All simulations in this work were carried out using the COMSOL Multiphysics^®^ software package. The device was modeled using a two-dimensional (2D) formulation appropriate for planar SOI photonic structures. The electromagnetic response was solved using the Electromagnetic Waves, Frequency Domain interface, which implements the finite element method (FEM) to solve Maxwell’s equations in the steady-state frequency regime. To enable efficient simulation, the three-dimensional SOI waveguide was reduced to an equivalent 2D model using a standard effective-index approximation. The modal effective index, obtained from a preliminary eigenmode analysis of the vertical waveguide stack, was assigned as the core refractive index in the planar geometry. This approach accurately captures in-plane propagation and resonance behavior while significantly reducing computational cost compared to full three-dimensional simulations. A triangular finite-element mesh with a minimum element size of 50 nm was employed to accurately resolve subwavelength features and coupling regions. Scattering boundary conditions were applied at the outer domain to prevent nonphysical reflections and to emulate open boundaries. A wavelength sweep was performed across the C-band (1530 nm to 1565 nm) to evaluate the transmission characteristics and extract the resonance behavior of the structure. The Si waveguide core and SiO_2_ substrate were assigned refractive index values obtained directly from the COMSOL material library. At the operating wavelength around 1550 nm, Si and SiO_2_ exhibit refractive indices of approximately 3.48 and 1.44, respectively, providing the high index contrast required for strong optical confinement in the SOI platform.
3. Device Optimization
Figure 2a–d presents the simulated transmission spectra of the coupled-SLR CROW structure for different SLR radii (R), while maintaining a fixed directional-coupler length L_DC_ = 5 μm and a uniform coupling gap of g = 150 nm. Four cases are examined, corresponding to R = 2, 3, 4, and 5 μm, with the feedback-waveguide length L_f_ appropriately adjusted in each configuration to ensure efficient phase interaction within the composite cavity. As the loop radius increases, the overall round-trip optical length (L_rt_) of the device, which includes contributions from both SLR loops, the feedback path, and the directional couplers, also increases. The longer round-trip path leads to a systematic reduction in the free spectral range (FSR), resulting in a denser distribution of spectral resonances within the wavelength window. In the simulated structures, the FSR decreases from approximately 4.3 nm to 2.1 nm as R increases from 2 µm to 5 µm. The corresponding analytical predictions range from 4.67 nm to 2.14 nm. These results indicate percentage deviations of about 7.9% at R = 2 μm and 1.9% at R = 5 μm between the numerical and analytical calculations.
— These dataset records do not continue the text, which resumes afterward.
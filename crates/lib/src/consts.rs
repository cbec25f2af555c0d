/// Application name used for data and cache directories.
pub const APP_NAME: &str = "buildpkg";

/// File name looked up when a definition path points at a directory.
pub const DEFINITION_FILE: &str = "buildpkg.lua";

/// Overrides the directory that holds per-build workspaces.
pub const WORK_DIR_ENV: &str = "BUILDPKG_WORK_DIR";

/// Overrides the shared download cache directory.
pub const CACHE_DIR_ENV: &str = "BUILDPKG_CACHE_DIR";

/// Version recorded for packages that resolve no version at all.
pub const DEFAULT_VERSION: &str = "0.0.0";

/// Length of a lowercase hex SHA-256 digest.
pub const SHA256_HEX_LEN: usize = 64;

/// Length of the random-looking suffix of a workspace directory name.
pub const WORKSPACE_ID_LEN: usize = 12;

/// Context globals injected into every build.
pub const ARCH_GLOBAL: &str = "ARCH";
pub const SRC_DIR_GLOBAL: &str = "SRC_DIR";
pub const PKG_DIR_GLOBAL: &str = "PKG_DIR";
pub const PKG_VERSION_GLOBAL: &str = "PKG_VERSION";

/// All context global names, in injection order.
pub const CONTEXT_GLOBALS: &[&str] = &[ARCH_GLOBAL, SRC_DIR_GLOBAL, PKG_DIR_GLOBAL, PKG_VERSION_GLOBAL];

/// Name of the metadata table every definition must declare.
pub const INFO_GLOBAL: &str = "INFO";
In all four cases, the device preserves a high-contrast Fano-type lineshape in the vicinity of each resonance. This asymmetric spectral response arises from the interference between discrete resonance pathways supported by the Sagnac loops and the quasi-broadband pathway enabled through the central coupling section and the feedback waveguide. Because L_DC_ and g are kept constant for all configurations, the coupling strength between waveguides remains nearly identical, isolating the effect of increased loop perimeter as the dominant mechanism governing changes in spectral characteristics. The observed increase in resonance density with larger R, therefore, directly reflects the longer accumulated phase per round-trip rather than variations in coupling efficiency.
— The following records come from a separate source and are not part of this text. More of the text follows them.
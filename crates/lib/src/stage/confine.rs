//! Path confinement for every filesystem-touching host call.
//!
//! Script-supplied paths are resolved lexically against `SRC_DIR` or
//! `PKG_DIR`, then the deepest existing ancestor is canonicalised so a
//! symlink cannot smuggle a write outside the build directories.

use std::fs;
use std::path::{Component, Path, PathBuf};

use thiserror::Error;

/// Which build directory a relative path is resolved against.
#[derive(Debug, Clone, Copy, PartialEq, Eq)]
pub enum Anchor {
  /// `SRC_DIR`: absolute paths outside the build are rejected.
  Source,
  /// `PKG_DIR`: absolute paths outside the build are install-root paths and
  /// get re-rooted under `PKG_DIR`.
  Package,
}

#[derive(Debug, Clone, PartialEq, Eq, Error)]
pub enum ConfineError {
  #[error("empty path")]
  Empty,

  #[error("path '{path}' escapes the build directories")]
  Escape { path: String },

  #[error("path '{path}' resolves through a symlink outside the build directories")]
  SymlinkEscape { path: String },
}

/// The two roots a build may touch.
#[derive(Debug, Clone)]
pub struct Confinement {
  src_dir: PathBuf,
  pkg_dir: PathBuf,
}

impl Confinement {
  /// Both roots must be absolute and canonical.
  pub fn new(src_dir: impl Into<PathBuf>, pkg_dir: impl Into<PathBuf>) -> Self {
    Self {
      src_dir: src_dir.into(),
      pkg_dir: pkg_dir.into(),
    }
  }

  pub fn src_dir(&self) -> &Path {
    &self.src_dir
  }

  pub fn pkg_dir(&self) -> &Path {
    &self.pkg_dir
  }

  fn root(&self, anchor: Anchor) -> &Path {
    match anchor {
      Anchor::Source => &self.src_dir,
      Anchor::Package => &self.pkg_dir,
    }
  }

  /// Whether `path` lies lexically inside one of the roots.
  pub fn contains(&self, path: &Path) -> bool {
    path.starts_with(&self.src_dir) || path.starts_with(&self.pkg_dir)
  }

  /// Resolves `raw`, following the final component if it is a symlink.
  pub fn resolve(&self, raw: &str, anchor: Anchor) -> Result<PathBuf, ConfineError> {
    let candidate = self.lexical(raw, anchor)?;
    self.check_existing(&candidate, raw)?;
    Ok(candidate)
  }

  /// Resolves `raw` without following the final component. Used for paths
  /// that name a directory entry itself, such as a link to create or replace.
  pub fn resolve_entry(&self, raw: &str, anchor: Anchor) -> Result<PathBuf, ConfineError> {
    let candidate = self.lexical(raw, anchor)?;
    if let Some(parent) = candidate.parent() {
      self.check_existing(parent, raw)?;
    }
    Ok(candidate)
  }

  /// Rejects `path` if its deepest existing ancestor resolves outside the roots.
  pub fn check_existing(&self, path: &Path, raw: &str) -> Result<(), ConfineError> {
    for probe in path.ancestors() {
      let Ok(meta) = probe.symlink_metadata() else {
        continue;
      };
      let resolved = match dunce::canonicalize(probe) {
        Ok(resolved) => resolved,
        Err(_) if meta.file_type().is_symlink() => dangling_target(probe),
        Err(_) => continue,
      };
      if self.contains(&resolved) {
        return Ok(());
      }
      return Err(ConfineError::SymlinkEscape { path: raw.to_string() });
    }
    Ok(())
  }

  fn lexical(&self, raw: &str, anchor: Anchor) -> Result<PathBuf, ConfineError> {
    if raw.is_empty() {
      return Err(ConfineError::Empty);
    }
    let escape = || ConfineError::Escape { path: raw.to_string() };
    let path = Path::new(raw);

    if !path.has_root() {
      return join_within(self.root(anchor), path).ok_or_else(escape);
    }

    let normalized = normalize_absolute(path);
    if self.contains(&normalized) {
      return Ok(normalized);
    }
    match anchor {
      Anchor::Source => Err(escape()),
      Anchor::Package => join_within(&self.pkg_dir, path).ok_or_else(escape),
    }
  }
}

/// Joins `rel` onto `root` lexically. Returns `None` if `rel` climbs above `root`.
/// Root and prefix components of `rel` are ignored, so `/usr/bin` joins as `usr/bin`.
pub fn join_within(root: &Path, rel: &Path) -> Option<PathBuf> {
  let mut out = root.to_path_buf();
  let mut depth = 0usize;
  for component in rel.components() {
    match component {
      Component::Prefix(_) | Component::RootDir | Component::CurDir => {}
      Component::ParentDir => {
        if depth == 0 {
          return None;
        }
        out.pop();
        depth -= 1;
      }
      Component::Normal(part) => {
        out.push(part);
        depth += 1;
      }
    }
  }
  Some(out)
}

/// Folds `.` and `..` out of an absolute path without touching the filesystem.
fn normalize_absolute(path: &Path) -> PathBuf {
  let mut out = PathBuf::new();
  for component in path.components() {
    match component {
      Component::ParentDir => {
        out.pop();
      }
      Component::CurDir => {}
      other => out.push(other.as_os_str()),
    }
  }
  out
}

fn dangling_target(link: &Path) -> PathBuf {
  match fs::read_link(link) {
    Ok(target) if target.has_root() => normalize_absolute(&target),
    Ok(target) => {
      let parent = link.parent().unwrap_or(link);
      normalize_absolute(&parent.join(target))
    }
    Err(_) => link.to_path_buf(),
  }
}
Furthermore, the persistence of the Fano asymmetry across all loop radii highlights the structural robustness of the coupled-SLR configuration. Even as the cavity size increases, constructive and destructive interference among counter-propagating fields within each SLR, together with feedback-mediated mixing between the loops, yield spectral features that are similarly sharp. These steep resonance slopes are advantageous for refractive index sensing, as they enhance wavelength-shift detectability and enable high-resolution measurements.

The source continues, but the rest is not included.